__WHAT IS REQUIRED__. Lift out each line of the data that holds "impl".

Segment Open

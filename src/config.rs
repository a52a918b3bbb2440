// SPDX-FileCopyrightText: 2025 Jason Pena <jasonpena@awkless.com>
// SPDX-License-Identifier: MIT

//! Configuration layout.
//!
//! Specify the layout of the optional settings file, and how it is loaded.
//! Every setting has a default, so a missing settings file is the same as an
//! empty one.
//!
//! # General Layout
//!
//! ```toml
//! [upstream]
//! git_url = "https://git.drupalcode.org/project/{name}.git"
//! core_name = "drupal"
//! release_command = "curl -sL https://ftp.drupal.org/files/projects/{name}-{version}.tar.gz | tar xz -C {dest} --strip-components=1"
//! progress = true
//!
//! [apply]
//! ignore_failing = false
//! update_ledger = false
//! ```

use serde::{Deserialize, Serialize};
use std::{
    fmt::{Display, Error as FmtError, Formatter, Result as FmtResult},
    fs::read_to_string,
    io::ErrorKind,
    path::{Path, PathBuf},
    str::FromStr,
};

/// Settings layout.
#[derive(Default, Debug, PartialEq, Eq, Clone, Deserialize, Serialize)]
#[serde(default)]
pub struct Settings {
    /// Where pristine trees come from.
    pub upstream: UpstreamSettings,

    /// Defaults for post-upgrade patch replay.
    pub apply: ApplySettings,
}

impl Settings {
    /// Load settings file, or defaults if it does not exist.
    ///
    /// # Errors
    ///
    /// - Return [`ConfigError::Read`] if settings file exists but cannot be read.
    /// - Return [`ConfigError`] if settings file cannot be parsed.
    pub fn load(path: impl AsRef<Path>) -> Result<Self> {
        match read_to_string(path.as_ref()) {
            Ok(content) => content.parse(),
            Err(err) if err.kind() == ErrorKind::NotFound => Ok(Self::default()),
            Err(err) => Err(ConfigError::Read {
                source: err,
                path: path.as_ref().to_path_buf(),
            }),
        }
    }
}

impl FromStr for Settings {
    type Err = ConfigError;

    fn from_str(data: &str) -> Result<Self, Self::Err> {
        let mut settings: Settings = toml::de::from_str(data).map_err(ConfigError::Deserialize)?;

        // INVARIANT: Perform shell expansion on upstream git URL template.
        settings.upstream.git_url = shellexpand::full(settings.upstream.git_url.as_str())
            .map_err(ConfigError::ShellExpansion)?
            .into_owned();

        Ok(settings)
    }
}

impl Display for Settings {
    fn fmt(&self, fmt: &mut Formatter<'_>) -> FmtResult {
        fmt.write_str(
            toml::ser::to_string_pretty(self)
                .map_err(ConfigError::Serialize)?
                .as_str(),
        )
    }
}

/// Upstream source settings.
#[derive(Debug, PartialEq, Eq, Clone, Deserialize, Serialize)]
#[serde(default)]
pub struct UpstreamSettings {
    /// Clone URL template of upstream repositories, `{name}` is replaced by
    /// the project name.
    pub git_url: String,

    /// Upstream project name of the top-level tree.
    pub core_name: String,

    /// Shell command that downloads a tagged release into `{dest}`.
    ///
    /// Releases are checked out from the release tag of the upstream
    /// repository when this is not set.
    #[serde(skip_serializing_if = "Option::is_none")]
    pub release_command: Option<String>,

    /// Show clone progress.
    pub progress: bool,
}

impl UpstreamSettings {
    /// Upstream clone URL of named project.
    pub fn git_url_for(&self, name: &str) -> String {
        self.git_url.replace("{name}", name)
    }
}

impl Default for UpstreamSettings {
    fn default() -> Self {
        Self {
            git_url: "https://git.drupalcode.org/project/{name}.git".into(),
            core_name: "drupal".into(),
            release_command: None,
            progress: true,
        }
    }
}

/// Post-upgrade replay settings.
#[derive(Default, Debug, PartialEq, Eq, Clone, Deserialize, Serialize)]
#[serde(default)]
pub struct ApplySettings {
    /// Keep going when a tracked patch fails to apply.
    pub ignore_failing: bool,

    /// Drop failed patches from the ledger.
    pub update_ledger: bool,
}

/// Configuration error types.
#[derive(Debug, thiserror::Error)]
pub enum ConfigError {
    /// Settings file cannot be read.
    #[error("failed to read settings at {:?}", path.display())]
    Read {
        #[source]
        source: std::io::Error,
        path: PathBuf,
    },

    /// Failed to deserialize configuration.
    #[error(transparent)]
    Deserialize(#[from] toml::de::Error),

    /// Failed to serialize configuration.
    #[error(transparent)]
    Serialize(#[from] toml::ser::Error),

    /// Failed to perform shell expansion on configuration.
    #[error(transparent)]
    ShellExpansion(#[from] shellexpand::LookupError<std::env::VarError>),
}

impl From<ConfigError> for FmtError {
    fn from(_: ConfigError) -> Self {
        FmtError
    }
}

/// Friendly result alias :3
type Result<T, E = ConfigError> = std::result::Result<T, E>;
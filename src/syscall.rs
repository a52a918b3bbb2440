// SPDX-FileCopyrightText: 2025 Jason Pena <jasonpena@awkless.com>
// SPDX-License-Identifier: MIT

//! External process invocation.
//!
//! Patch application and release fetching are delegated to external tools.
//! Every call blocks until the tool exits. There are no retries and no
//! timeouts, a tool that hangs hangs the caller.

use std::{
    ffi::{OsStr, OsString},
    path::Path,
    process::Command,
};
use tracing::debug;

/// Run command to completion in target directory and capture its output.
///
/// Standard output and standard error are merged into one message with the
/// trailing newline chomped. Extra environment variables are layered over the
/// current environment.
///
/// # Errors
///
/// - Return [`SyscallError::Spawn`] if the command cannot be started.
/// - Return [`SyscallError::Failed`] if the command exits unsuccessfully.
pub fn syscall_non_interactive(
    cmd: impl AsRef<OsStr>,
    args: impl IntoIterator<Item = impl AsRef<OsStr>>,
    cwd: &Path,
    envs: impl IntoIterator<Item = (impl AsRef<OsStr>, impl AsRef<OsStr>)>,
) -> Result<String> {
    let program = cmd.as_ref().to_os_string();
    let args = args
        .into_iter()
        .map(|arg| arg.as_ref().to_os_string())
        .collect::<Vec<_>>();
    debug!("run {program:?} {args:?} in {:?}", cwd.display());

    let output = Command::new(&program)
        .args(&args)
        .envs(envs)
        .current_dir(cwd)
        .output()
        .map_err(|err| SyscallError::Spawn {
            source: err,
            program: program.clone(),
        })?;

    let stdout = String::from_utf8_lossy(output.stdout.as_slice()).into_owned();
    let stderr = String::from_utf8_lossy(output.stderr.as_slice()).into_owned();
    let mut message = String::new();
    message.push_str(&stdout);
    if !stdout.is_empty() && !stderr.is_empty() && !stdout.ends_with('\n') {
        message.push('\n');
    }
    message.push_str(&stderr);

    // INVARIANT: Chomp trailing newlines.
    let message = message
        .strip_suffix("\r\n")
        .or(message.strip_suffix('\n'))
        .map(ToString::to_string)
        .unwrap_or(message);

    if !output.status.success() {
        return Err(SyscallError::Failed {
            program,
            status: output.status.code(),
            message,
        });
    }

    Ok(message)
}

/// External process error types.
#[derive(Debug, thiserror::Error)]
pub enum SyscallError {
    /// Command cannot be started at all.
    #[error("failed to run {program:?}")]
    Spawn {
        #[source]
        source: std::io::Error,
        program: OsString,
    },

    /// Command ran but reported failure.
    #[error("command {program:?} failed with status {status:?}:\n{message}")]
    Failed {
        program: OsString,
        status: Option<i32>,
        message: String,
    },
}

impl SyscallError {
    /// Diagnostic output of the failed command, or the spawn failure itself.
    pub fn diagnostic(&self) -> String {
        match self {
            Self::Spawn { source, program } => format!("cannot run {program:?}: {source}"),
            Self::Failed { message, .. } => message.clone(),
        }
    }
}

/// Friendly result alias :3
pub type Result<T, E = SyscallError> = std::result::Result<T, E>;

Segment Closed

__EXERCISE ANSWER__.
impl Settings {
    pub fn load(path: impl AsRef<Path>) -> Result<Self> {
impl FromStr for Settings {
impl Display for Settings {
impl UpstreamSettings {
impl Default for UpstreamSettings {
impl From<ConfigError> for FmtError {
    cmd: impl AsRef<OsStr>,
    args: impl IntoIterator<Item = impl AsRef<OsStr>>,
    envs: impl IntoIterator<Item = (impl AsRef<OsStr>, impl AsRef<OsStr>)>,
impl SyscallError {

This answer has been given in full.